[[ TASK DATA, beginning ]]

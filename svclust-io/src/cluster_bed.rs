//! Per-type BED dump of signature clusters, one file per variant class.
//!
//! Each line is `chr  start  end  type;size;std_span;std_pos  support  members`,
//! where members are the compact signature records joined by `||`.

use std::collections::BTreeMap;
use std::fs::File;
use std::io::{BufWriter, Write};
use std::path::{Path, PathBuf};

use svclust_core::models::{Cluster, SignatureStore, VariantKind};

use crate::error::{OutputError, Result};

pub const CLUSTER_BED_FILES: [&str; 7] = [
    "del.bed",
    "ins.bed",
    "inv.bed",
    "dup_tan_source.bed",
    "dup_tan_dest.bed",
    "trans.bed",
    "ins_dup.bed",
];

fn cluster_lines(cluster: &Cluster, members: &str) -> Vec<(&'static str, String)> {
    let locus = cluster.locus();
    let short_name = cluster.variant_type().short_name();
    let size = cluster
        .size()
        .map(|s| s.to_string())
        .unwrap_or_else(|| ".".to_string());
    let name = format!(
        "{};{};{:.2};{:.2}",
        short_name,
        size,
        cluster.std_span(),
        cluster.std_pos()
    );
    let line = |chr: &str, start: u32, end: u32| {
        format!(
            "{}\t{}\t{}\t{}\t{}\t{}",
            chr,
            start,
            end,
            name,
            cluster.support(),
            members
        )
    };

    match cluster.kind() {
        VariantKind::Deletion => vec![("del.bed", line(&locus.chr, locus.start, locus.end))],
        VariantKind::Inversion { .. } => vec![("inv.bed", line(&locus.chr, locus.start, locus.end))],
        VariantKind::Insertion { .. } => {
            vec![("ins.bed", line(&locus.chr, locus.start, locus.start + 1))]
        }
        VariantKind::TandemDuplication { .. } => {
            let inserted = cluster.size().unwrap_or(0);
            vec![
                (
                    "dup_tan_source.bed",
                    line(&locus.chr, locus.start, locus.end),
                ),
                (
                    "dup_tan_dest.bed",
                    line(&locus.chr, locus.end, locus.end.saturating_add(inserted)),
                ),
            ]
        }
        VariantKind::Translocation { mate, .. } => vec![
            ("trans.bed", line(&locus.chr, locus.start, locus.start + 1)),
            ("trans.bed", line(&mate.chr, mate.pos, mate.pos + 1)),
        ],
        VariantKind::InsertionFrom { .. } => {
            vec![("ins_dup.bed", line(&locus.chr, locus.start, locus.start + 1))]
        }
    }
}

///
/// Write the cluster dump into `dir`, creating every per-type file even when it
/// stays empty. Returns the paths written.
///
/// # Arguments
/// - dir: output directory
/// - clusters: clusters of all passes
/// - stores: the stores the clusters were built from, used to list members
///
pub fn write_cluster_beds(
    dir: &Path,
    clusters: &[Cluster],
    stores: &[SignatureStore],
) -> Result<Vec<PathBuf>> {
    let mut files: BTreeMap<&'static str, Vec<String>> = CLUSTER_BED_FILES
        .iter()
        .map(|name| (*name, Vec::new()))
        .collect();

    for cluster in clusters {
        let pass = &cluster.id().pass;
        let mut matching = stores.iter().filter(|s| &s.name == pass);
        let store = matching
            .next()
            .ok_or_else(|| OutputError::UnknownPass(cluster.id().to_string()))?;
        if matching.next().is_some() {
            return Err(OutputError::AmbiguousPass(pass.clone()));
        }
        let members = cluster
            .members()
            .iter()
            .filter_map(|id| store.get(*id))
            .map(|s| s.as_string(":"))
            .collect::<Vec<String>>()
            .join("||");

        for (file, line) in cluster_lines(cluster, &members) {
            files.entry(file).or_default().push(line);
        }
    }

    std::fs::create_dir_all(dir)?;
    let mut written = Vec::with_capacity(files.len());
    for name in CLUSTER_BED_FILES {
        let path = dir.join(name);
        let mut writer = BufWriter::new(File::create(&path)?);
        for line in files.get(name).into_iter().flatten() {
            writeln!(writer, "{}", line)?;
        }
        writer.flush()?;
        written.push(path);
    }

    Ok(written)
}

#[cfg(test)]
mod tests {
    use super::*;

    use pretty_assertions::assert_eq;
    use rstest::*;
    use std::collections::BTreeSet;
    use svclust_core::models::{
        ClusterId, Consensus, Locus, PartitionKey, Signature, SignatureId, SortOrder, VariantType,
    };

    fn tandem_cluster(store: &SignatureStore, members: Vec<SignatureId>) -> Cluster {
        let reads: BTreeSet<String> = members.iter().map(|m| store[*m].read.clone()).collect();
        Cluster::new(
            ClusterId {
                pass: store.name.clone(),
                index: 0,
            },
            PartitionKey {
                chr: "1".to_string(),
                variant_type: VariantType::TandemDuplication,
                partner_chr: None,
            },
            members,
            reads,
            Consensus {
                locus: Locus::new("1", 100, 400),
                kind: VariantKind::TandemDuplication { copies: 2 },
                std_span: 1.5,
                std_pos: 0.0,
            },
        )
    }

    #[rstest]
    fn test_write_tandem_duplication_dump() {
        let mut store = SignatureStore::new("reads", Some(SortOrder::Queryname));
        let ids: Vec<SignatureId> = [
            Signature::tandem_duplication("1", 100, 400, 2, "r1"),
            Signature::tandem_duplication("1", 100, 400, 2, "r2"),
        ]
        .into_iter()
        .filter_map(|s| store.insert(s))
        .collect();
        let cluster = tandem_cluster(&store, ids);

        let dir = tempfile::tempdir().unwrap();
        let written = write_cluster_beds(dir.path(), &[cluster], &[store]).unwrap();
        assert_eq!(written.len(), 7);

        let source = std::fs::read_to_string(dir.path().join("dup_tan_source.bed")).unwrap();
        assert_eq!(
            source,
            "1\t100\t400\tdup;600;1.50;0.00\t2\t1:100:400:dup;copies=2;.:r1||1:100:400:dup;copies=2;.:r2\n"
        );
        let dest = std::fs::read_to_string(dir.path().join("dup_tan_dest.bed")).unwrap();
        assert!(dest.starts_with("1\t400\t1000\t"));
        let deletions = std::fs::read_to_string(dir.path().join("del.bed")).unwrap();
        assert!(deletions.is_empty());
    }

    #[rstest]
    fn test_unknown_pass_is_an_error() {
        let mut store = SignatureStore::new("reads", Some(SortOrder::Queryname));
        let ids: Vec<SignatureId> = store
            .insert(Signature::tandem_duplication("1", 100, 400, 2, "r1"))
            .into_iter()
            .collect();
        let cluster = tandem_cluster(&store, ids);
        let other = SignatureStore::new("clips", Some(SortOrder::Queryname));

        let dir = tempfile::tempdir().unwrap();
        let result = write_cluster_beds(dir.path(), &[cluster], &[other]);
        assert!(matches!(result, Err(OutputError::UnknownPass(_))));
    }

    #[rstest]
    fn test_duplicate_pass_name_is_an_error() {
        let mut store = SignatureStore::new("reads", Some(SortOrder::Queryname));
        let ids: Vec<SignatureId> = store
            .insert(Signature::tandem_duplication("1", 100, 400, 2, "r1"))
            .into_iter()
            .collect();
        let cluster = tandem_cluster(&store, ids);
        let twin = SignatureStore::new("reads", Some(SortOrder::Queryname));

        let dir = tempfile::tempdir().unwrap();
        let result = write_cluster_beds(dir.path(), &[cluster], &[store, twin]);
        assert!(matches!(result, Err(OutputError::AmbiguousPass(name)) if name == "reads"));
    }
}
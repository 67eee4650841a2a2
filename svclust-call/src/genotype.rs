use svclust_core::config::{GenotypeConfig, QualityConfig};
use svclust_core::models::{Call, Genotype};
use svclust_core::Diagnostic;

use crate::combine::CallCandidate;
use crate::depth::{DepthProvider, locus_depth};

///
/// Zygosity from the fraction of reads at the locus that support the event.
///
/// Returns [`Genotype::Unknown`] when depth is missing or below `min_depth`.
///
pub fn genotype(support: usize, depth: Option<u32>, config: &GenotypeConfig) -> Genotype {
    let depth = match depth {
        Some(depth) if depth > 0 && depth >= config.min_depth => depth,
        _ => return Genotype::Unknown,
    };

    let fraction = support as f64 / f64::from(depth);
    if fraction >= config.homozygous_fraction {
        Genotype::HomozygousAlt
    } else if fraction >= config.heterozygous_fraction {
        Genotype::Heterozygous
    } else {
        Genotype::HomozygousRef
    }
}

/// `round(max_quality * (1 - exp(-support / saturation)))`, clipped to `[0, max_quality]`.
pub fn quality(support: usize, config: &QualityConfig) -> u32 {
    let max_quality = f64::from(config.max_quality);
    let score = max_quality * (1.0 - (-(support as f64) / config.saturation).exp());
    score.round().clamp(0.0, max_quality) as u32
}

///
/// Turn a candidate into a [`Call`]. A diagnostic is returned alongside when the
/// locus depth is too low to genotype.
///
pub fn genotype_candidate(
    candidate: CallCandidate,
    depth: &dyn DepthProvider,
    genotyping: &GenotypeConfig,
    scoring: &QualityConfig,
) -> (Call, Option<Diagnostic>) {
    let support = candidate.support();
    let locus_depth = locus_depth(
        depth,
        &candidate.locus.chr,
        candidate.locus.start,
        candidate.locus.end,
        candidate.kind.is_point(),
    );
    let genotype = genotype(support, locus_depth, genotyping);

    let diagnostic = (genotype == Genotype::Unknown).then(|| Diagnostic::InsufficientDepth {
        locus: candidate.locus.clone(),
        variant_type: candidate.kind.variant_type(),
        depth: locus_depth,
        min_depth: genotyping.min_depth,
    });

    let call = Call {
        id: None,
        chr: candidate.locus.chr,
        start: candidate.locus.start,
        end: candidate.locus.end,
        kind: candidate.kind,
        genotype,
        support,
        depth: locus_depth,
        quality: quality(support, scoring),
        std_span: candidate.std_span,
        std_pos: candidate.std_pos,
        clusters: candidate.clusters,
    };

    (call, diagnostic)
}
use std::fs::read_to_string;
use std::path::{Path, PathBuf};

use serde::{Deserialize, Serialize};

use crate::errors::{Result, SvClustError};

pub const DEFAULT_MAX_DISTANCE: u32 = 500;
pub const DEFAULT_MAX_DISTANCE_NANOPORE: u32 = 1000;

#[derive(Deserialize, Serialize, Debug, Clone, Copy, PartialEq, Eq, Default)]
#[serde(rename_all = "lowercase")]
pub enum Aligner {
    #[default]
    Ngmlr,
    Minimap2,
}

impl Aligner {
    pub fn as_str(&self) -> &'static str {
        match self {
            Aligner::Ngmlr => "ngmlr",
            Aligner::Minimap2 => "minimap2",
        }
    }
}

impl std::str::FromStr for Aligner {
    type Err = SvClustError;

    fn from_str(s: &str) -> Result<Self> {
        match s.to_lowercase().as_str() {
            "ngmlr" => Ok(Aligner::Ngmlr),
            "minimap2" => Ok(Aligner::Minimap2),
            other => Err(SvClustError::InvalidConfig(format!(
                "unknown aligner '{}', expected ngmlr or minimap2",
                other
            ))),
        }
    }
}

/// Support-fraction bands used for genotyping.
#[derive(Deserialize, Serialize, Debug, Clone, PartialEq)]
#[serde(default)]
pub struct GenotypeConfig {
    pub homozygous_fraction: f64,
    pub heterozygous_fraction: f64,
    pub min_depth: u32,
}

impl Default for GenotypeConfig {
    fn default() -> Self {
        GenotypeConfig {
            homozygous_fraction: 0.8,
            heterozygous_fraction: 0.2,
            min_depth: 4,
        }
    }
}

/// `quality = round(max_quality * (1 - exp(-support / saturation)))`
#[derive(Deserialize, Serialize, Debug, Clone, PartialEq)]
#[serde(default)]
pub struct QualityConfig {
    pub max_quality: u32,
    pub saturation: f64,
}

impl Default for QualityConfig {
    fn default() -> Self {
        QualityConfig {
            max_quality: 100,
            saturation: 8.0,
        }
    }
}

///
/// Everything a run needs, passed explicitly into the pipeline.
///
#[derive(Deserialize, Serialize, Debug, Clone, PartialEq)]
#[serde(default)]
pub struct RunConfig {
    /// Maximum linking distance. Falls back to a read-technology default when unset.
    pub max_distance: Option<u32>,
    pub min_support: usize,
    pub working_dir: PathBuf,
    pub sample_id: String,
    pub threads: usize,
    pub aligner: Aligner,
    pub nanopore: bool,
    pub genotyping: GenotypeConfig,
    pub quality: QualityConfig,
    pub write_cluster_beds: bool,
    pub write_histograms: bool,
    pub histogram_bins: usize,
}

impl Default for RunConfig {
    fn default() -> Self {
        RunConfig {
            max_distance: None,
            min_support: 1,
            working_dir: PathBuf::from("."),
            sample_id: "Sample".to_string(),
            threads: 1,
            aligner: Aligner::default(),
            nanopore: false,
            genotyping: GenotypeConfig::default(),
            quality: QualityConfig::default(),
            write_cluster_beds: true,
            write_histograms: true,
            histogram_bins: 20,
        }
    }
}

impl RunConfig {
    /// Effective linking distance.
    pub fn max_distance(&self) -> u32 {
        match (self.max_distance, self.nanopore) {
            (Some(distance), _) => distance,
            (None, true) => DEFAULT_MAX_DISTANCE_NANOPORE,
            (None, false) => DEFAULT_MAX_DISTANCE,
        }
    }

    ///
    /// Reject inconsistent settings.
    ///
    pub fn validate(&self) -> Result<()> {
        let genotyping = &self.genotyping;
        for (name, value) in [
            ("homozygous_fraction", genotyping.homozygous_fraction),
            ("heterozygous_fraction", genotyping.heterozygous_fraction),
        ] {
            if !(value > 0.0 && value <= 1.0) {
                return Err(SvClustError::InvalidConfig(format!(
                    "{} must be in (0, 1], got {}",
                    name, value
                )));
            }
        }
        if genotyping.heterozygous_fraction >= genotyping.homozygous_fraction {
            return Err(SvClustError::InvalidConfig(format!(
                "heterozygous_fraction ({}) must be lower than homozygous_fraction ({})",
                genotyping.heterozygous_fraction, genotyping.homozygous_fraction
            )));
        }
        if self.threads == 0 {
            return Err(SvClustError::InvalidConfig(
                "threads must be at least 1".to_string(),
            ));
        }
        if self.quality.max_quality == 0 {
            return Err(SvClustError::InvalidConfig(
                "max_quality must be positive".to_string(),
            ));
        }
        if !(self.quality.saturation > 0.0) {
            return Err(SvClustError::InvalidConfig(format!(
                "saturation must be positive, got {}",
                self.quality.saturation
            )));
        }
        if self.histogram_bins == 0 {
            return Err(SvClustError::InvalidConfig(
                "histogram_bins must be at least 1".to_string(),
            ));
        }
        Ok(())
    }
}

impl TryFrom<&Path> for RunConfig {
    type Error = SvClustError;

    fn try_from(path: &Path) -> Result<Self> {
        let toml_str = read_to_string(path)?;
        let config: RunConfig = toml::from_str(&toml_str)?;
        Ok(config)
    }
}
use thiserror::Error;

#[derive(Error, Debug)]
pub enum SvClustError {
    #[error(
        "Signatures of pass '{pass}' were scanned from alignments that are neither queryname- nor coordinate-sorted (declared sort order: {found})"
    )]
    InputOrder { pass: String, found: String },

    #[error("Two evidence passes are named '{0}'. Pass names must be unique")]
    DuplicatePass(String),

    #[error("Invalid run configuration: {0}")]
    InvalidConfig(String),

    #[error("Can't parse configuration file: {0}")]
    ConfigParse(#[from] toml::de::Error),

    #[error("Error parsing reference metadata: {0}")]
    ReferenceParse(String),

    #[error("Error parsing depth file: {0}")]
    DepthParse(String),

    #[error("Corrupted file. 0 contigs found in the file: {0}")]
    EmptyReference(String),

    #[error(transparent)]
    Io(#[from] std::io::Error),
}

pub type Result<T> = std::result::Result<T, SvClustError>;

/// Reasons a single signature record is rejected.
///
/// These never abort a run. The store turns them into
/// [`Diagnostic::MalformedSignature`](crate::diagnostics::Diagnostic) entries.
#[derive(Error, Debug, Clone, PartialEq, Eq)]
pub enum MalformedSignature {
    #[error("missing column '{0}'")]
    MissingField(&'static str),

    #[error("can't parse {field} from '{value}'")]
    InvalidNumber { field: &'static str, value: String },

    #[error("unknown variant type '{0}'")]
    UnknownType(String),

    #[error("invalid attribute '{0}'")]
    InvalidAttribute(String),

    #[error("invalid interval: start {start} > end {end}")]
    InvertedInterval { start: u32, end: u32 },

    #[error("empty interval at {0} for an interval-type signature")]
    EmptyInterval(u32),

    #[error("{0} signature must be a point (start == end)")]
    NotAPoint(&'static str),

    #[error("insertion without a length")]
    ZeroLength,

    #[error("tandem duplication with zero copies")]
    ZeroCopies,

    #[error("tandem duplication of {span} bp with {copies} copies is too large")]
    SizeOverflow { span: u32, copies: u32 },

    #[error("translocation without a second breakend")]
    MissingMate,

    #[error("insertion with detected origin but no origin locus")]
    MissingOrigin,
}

[[ TASK DATA, end ]]

WHAT THIS TASK INVOLVES
Going through the data above, count each line that contains "were" and give only that figure.

ANSWER AREA
2